Nesse rincão austral, para quem busca o feriadão, é comum avistar das estradas, ao raiar das manhãs das Sextas Santas, gente envolvida na colheita da macela.
A macela ou marcela, um arbusto perene, costuma florescer na região sul nos meses de março e abril. Alcança cerca de um metro de altura, tem pequenas flores amarelas, dispostas em pequenos cachos. As folhas são finas, de um verde-claro meio acinzentado. São usadas como estofo de travesseiros para bebês, pela crença de efeitos calmantes.
As folhas e as flores, de agradável aroma, postas em infusão servem para chás que aliviariam dores de cabeça, cólicas e problemas gastrointestinais. Especialmente quando colhidas, ainda prenhas do orvalho bento nas manhãs do dia que marca a paixão de Cristo. Independente de fé, a macela é considerada uma planta medicinal, herdada dos povos originários. Comercializada em pequenos ramalhetes, serve para prover alguns trocados a caingangues espoliados.
Pela representatividade dessas histórias, de tradição e religiosidade, a planta (Achyrocline satureioides) é considerada um símbolo oficial do Estado do Rio Grande do Sul. Segundo parecer técnico, no período que antecede à Páscoa ela atinge o ápice de sua floração, contendo maior quantidade de princípios ativos medicinais, o que reforça a atávica sabedoria popular.
Taquara do Mundo Novo. Década de 60, século passado. O cartaz chamara para o matiné: Barrabás! Dirigido por Richard Fleischer e baseado na novela homônima do sueco Pär Lagerkvist, Nobel de Literatura de 1951. A escuridão no interior do Cine Cruzeiro fez-se de especial parceira ao filme naquele dia e ainda atemoriza a memória do guri que fui.
Anthony Quinn vive o personagem principal, um criminoso que é colocado ao lado de Jesus, para permitir a escolha de quem receberia o perdão pascal, segundo costume vigente à época.
Provavelmente não seria diferente nos dias de hoje e não vai aí nenhuma tentativa de exaltar a Cristandade. A escolha entre alguém com uma mensagem de paz, tolerância e amor ao próximo, à verdade real sem hipócrita pirotecnia, perderia de lavada para um agitador envolvente. Um sujeito de boa lábia, espírito provocador e envolvido em táticas de guerrilha, algo que parece ter sido o perfil de Barrabás.
Com respaldo das mídias eletrônicas atuais, – Bah, Bárrabas! Quem duvidaria da tua arrasadora vitória?

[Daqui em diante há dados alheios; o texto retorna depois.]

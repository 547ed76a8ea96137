//! Price Watch Engine
//!
//! A buyer arms a *watch* on a listed item with a price ceiling and a payment pre-authorization. A scan cycle
//! periodically checks prices and, once an item is at or below a watch's ceiling, buys it on the buyer's behalf.
//! Many buyers can watch the same item; at most one of them ever gets it.
//!
//! The library is divided into:
//! 1. Storage and collaborator seams ([`mod@traits`]). The engine talks to the watch store, the item catalog, the
//!    user directory, the payment gate, the label generator and the notifier only through these traits.
//! 2. A SQLite backend ([`SqliteDatabase`]) that implements all of them in one file, so the server can run on its
//!    own.
//! 3. The engine API ([`mod@pw_api`]): buyer operations, the scanner, the contention resolver and the
//!    claim-and-execute pipeline.
//!
//! The engine also emits events ([`mod@events`]) when a watch executes, expires, or ends up needing manual
//! reconciliation.
mod db;

pub mod db_types;
pub mod events;
pub mod pw_api;
pub mod traits;

#[cfg(any(feature = "test_utils", test))]
pub mod test_utils;

#[cfg(feature = "sqlite")]
pub use db::sqlite::{db::SqliteDatabase, SqliteDatabaseError};
pub use pw_api::{
    errors::WatchApiError,
    payment_gate::MockPreAuthGateway,
    pipeline::ClaimPipeline,
    resolver::{rank_candidates, Resolution},
    retry::CallPolicy,
    scanner::PriceScanner,
    watch_api::WatchFlowApi,
    watch_objects,
};

/// The scanner with every seam backed by SQLite.
#[cfg(feature = "sqlite")]
pub type SqliteScanner = PriceScanner<SqliteDatabase, SqliteDatabase, SqliteDatabase, SqliteDatabase, SqliteDatabase>;
/// The buyer API backed by SQLite and the built-in pre-authorization gate.
#[cfg(feature = "sqlite")]
pub type SqliteWatchApi = WatchFlowApi<SqliteDatabase, SqliteDatabase, SqliteDatabase, MockPreAuthGateway, SqliteDatabase>;
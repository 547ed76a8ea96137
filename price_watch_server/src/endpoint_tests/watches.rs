use actix_web::{http::StatusCode, test::TestRequest, web, web::ServiceConfig};
use chrono::{Duration, Utc};
use price_watch_engine::{
    db_types::{NewWatch, Watch, WatchId, WatchStatus},
    test_utils::fakes::{FakeCatalog, FakeNotifier, FakeUsers},
    traits::StoreError,
};
use serde_json::{json, Value};

use super::{
    helpers::{as_buyer, send_request, test_api, watch, BUYER, SELLER},
    mocks::{MockGateway, MockWatchStore},
};
use crate::routes::{ArmWatchRoute, CancelWatchRoute, MyWatchesRoute, WatchByIdRoute, WatchHistoryRoute};

fn configure(store: MockWatchStore) -> impl FnOnce(&mut ServiceConfig) {
    move |cfg| {
        cfg.app_data(web::Data::new(test_api(store, MockGateway::new())))
            .service(ArmWatchRoute::<MockWatchStore, FakeCatalog, FakeUsers, MockGateway, FakeNotifier>::new())
            .service(MyWatchesRoute::<MockWatchStore, FakeCatalog, FakeUsers, MockGateway, FakeNotifier>::new())
            .service(WatchHistoryRoute::<MockWatchStore, FakeCatalog, FakeUsers, MockGateway, FakeNotifier>::new())
            .service(CancelWatchRoute::<MockWatchStore, FakeCatalog, FakeUsers, MockGateway, FakeNotifier>::new())
            .service(WatchByIdRoute::<MockWatchStore, FakeCatalog, FakeUsers, MockGateway, FakeNotifier>::new());
    }
}

fn arm_body(max_price: i64, authorized: i64) -> Value {
    json!({
        "item_id": 10,
        "max_price": max_price,
        "payment": {
            "payment_method_ref": "pm_0123",
            "auth_token_ref": "auth_0123",
            "authorized_amount": authorized,
            "expires_at": (Utc::now() + Duration::days(30)).to_rfc3339(),
        },
        "use_registered_address": true
    })
}

fn stored(new_watch: NewWatch) -> Watch {
    Watch {
        buyer_id: new_watch.buyer_id,
        max_price: new_watch.max_price,
        recipient: new_watch.recipient,
        expires_at: new_watch.expires_at,
        created_at: new_watch.created_at,
        updated_at: new_watch.created_at,
        ..watch(1, new_watch.buyer_id, WatchStatus::Active)
    }
}

#[actix_web::test]
async fn requests_without_identity_are_rejected() {
    let _ = env_logger::try_init().ok();
    let req = TestRequest::get().uri("/watches");
    let (status, body) = send_request(req, configure(MockWatchStore::new())).await;
    assert_eq!(status, StatusCode::UNAUTHORIZED);
    assert!(body.contains("pw_user_id"), "{body}");
}

#[actix_web::test]
async fn arm_a_watch() {
    let _ = env_logger::try_init().ok();
    let mut store = MockWatchStore::new();
    store.expect_insert_watch().times(1).returning(|w| Ok(stored(w)));
    let req = as_buyer(TestRequest::post().uri("/watches")).set_json(arm_body(9_500, 9_500));
    let (status, body) = send_request(req, configure(store)).await;
    assert_eq!(status, StatusCode::CREATED, "{body}");
    let watch: Value = serde_json::from_str(&body).unwrap();
    assert_eq!(watch["status"], "active");
    assert_eq!(watch["max_price"], 9_500);
    assert_eq!(watch["buyer_id"], BUYER.value());
    assert_eq!(watch["recipient"]["name"], "Hanako");
    assert!(watch.get("auth_token_ref").is_none(), "token references must not leak: {body}");
}

#[actix_web::test]
async fn arming_below_the_held_amount_is_a_bad_request() {
    let _ = env_logger::try_init().ok();
    let mut store = MockWatchStore::new();
    store.expect_insert_watch().never();
    let req = as_buyer(TestRequest::post().uri("/watches")).set_json(arm_body(9_500, 9_000));
    let (status, body) = send_request(req, configure(store)).await;
    assert_eq!(status, StatusCode::BAD_REQUEST);
    assert!(body.contains("below the ceiling"), "{body}");
}

#[actix_web::test]
async fn sellers_cannot_watch_their_own_items() {
    let _ = env_logger::try_init().ok();
    let mut store = MockWatchStore::new();
    store.expect_insert_watch().never();
    let req = TestRequest::post()
        .uri("/watches")
        .insert_header(("pw_user_id", SELLER.value().to_string()))
        .set_json(arm_body(9_500, 9_500));
    let (status, _) = send_request(req, configure(store)).await;
    assert_eq!(status, StatusCode::BAD_REQUEST);
}

#[actix_web::test]
async fn list_my_watches() {
    let _ = env_logger::try_init().ok();
    let mut store = MockWatchStore::new();
    store
        .expect_fetch_watches_for_buyer()
        .withf(|b| *b == BUYER)
        .returning(|b| Ok(vec![watch(1, b, WatchStatus::Active), watch(2, b, WatchStatus::Expired)]));
    let (status, body) = send_request(as_buyer(TestRequest::get().uri("/watches")), configure(store)).await;
    assert_eq!(status, StatusCode::OK);
    let watches: Vec<Value> = serde_json::from_str(&body).unwrap();
    let statuses = watches.iter().map(|w| w["status"].as_str().unwrap()).collect::<Vec<_>>();
    assert_eq!(statuses, vec!["active", "expired"]);
}

#[actix_web::test]
async fn someone_elses_watch_is_forbidden() {
    let _ = env_logger::try_init().ok();
    let mut store = MockWatchStore::new();
    store.expect_fetch_watch().returning(|id| Ok(Some(watch(id.value(), SELLER, WatchStatus::Active))));
    store.expect_fetch_audit_entries().never();
    let (status, _) = send_request(as_buyer(TestRequest::get().uri("/watches/7")), configure(store)).await;
    assert_eq!(status, StatusCode::FORBIDDEN);
}

#[actix_web::test]
async fn unknown_watch_is_not_found() {
    let _ = env_logger::try_init().ok();
    let mut store = MockWatchStore::new();
    store.expect_fetch_watch().returning(|_| Ok(None));
    let (status, _) = send_request(as_buyer(TestRequest::get().uri("/watches/7/history")), configure(store)).await;
    assert_eq!(status, StatusCode::NOT_FOUND);
}

#[actix_web::test]
async fn cancel_a_watch() {
    let _ = env_logger::try_init().ok();
    let mut store = MockWatchStore::new();
    store.expect_fetch_watch().returning(|id| Ok(Some(watch(id.value(), BUYER, WatchStatus::Active))));
    store
        .expect_transition_watch()
        .withf(|id, expected, t| *id == WatchId(7) && *expected == WatchStatus::Active && t.status == WatchStatus::Cancelled)
        .times(1)
        .returning(|id, _, _| Ok(watch(id.value(), BUYER, WatchStatus::Cancelled)));
    let (status, body) = send_request(as_buyer(TestRequest::post().uri("/watches/7/cancel")), configure(store)).await;
    assert_eq!(status, StatusCode::OK);
    assert!(body.contains(r#""status":"cancelled""#), "{body}");
}

#[actix_web::test]
async fn cancel_during_a_purchase_is_a_conflict() {
    let _ = env_logger::try_init().ok();
    let mut store = MockWatchStore::new();
    store.expect_fetch_watch().returning(|id| Ok(Some(watch(id.value(), BUYER, WatchStatus::Active))));
    store
        .expect_transition_watch()
        .returning(|id, expected, _| Err(StoreError::StatusConflict { id, expected }));
    let (status, _) = send_request(as_buyer(TestRequest::post().uri("/watches/7/cancel")), configure(store)).await;
    assert_eq!(status, StatusCode::CONFLICT);
}

#[actix_web::test]
async fn cancelling_twice_is_a_conflict() {
    let _ = env_logger::try_init().ok();
    let mut store = MockWatchStore::new();
    store.expect_fetch_watch().returning(|id| Ok(Some(watch(id.value(), BUYER, WatchStatus::Cancelled))));
    store.expect_transition_watch().never();
    let (status, body) = send_request(as_buyer(TestRequest::post().uri("/watches/7/cancel")), configure(store)).await;
    assert_eq!(status, StatusCode::CONFLICT);
    assert!(body.contains("already cancelled"), "{body}");
}
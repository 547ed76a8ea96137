pub mod fakes;
#[cfg(feature = "sqlite")]
pub mod prepare_env;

O diretor aproveitou a imagem real do eclipse solar de 15 de fevereiro de 1961, para filmar as cenas da crucificação de Cristo. Um momento único, de hora marcada e condições climáticas ideais em Roccastrada, na Toscana. O resultado ainda hoje fascina cinéfilos e estudiosos, pelo impacto do efeito de luz e sombras conquistado a partir de um fenômeno natural.
Ao sair da sala de cinema, naquela tarde singular, surpreendeu-me a luz do sol, como se não esperasse vê-la nunca mais.
Por um momento, a visão dos colhedores de macela nessa clara manhã de outono parece mais do que um lenitivo medicinal. Tem poder balsâmico arrasador. Serve de antídoto a horizontes ameaçadores, ao temor de uma iminente guerra atômica. Parece garantir justiça e paz na Terra Santa. Cessa o conflito na Ucrânia; o movimento de perversos interesses no tabuleiro da geopolítica; reabrem-se teatros e prisões em Moscou. Inexistem obscuras negociações de milícias nos meandros institucionais da nossa nação; e, de fato, não há notícias de nada acontecendo de horror no coração das trevas africanas, de onde continuamente nada se sabe e nada parece importar a ninguém, para o bem da inocência do resto do mundo.
Um quero-quero preocupado com seu ninho grita alto. O resto é paz no universo.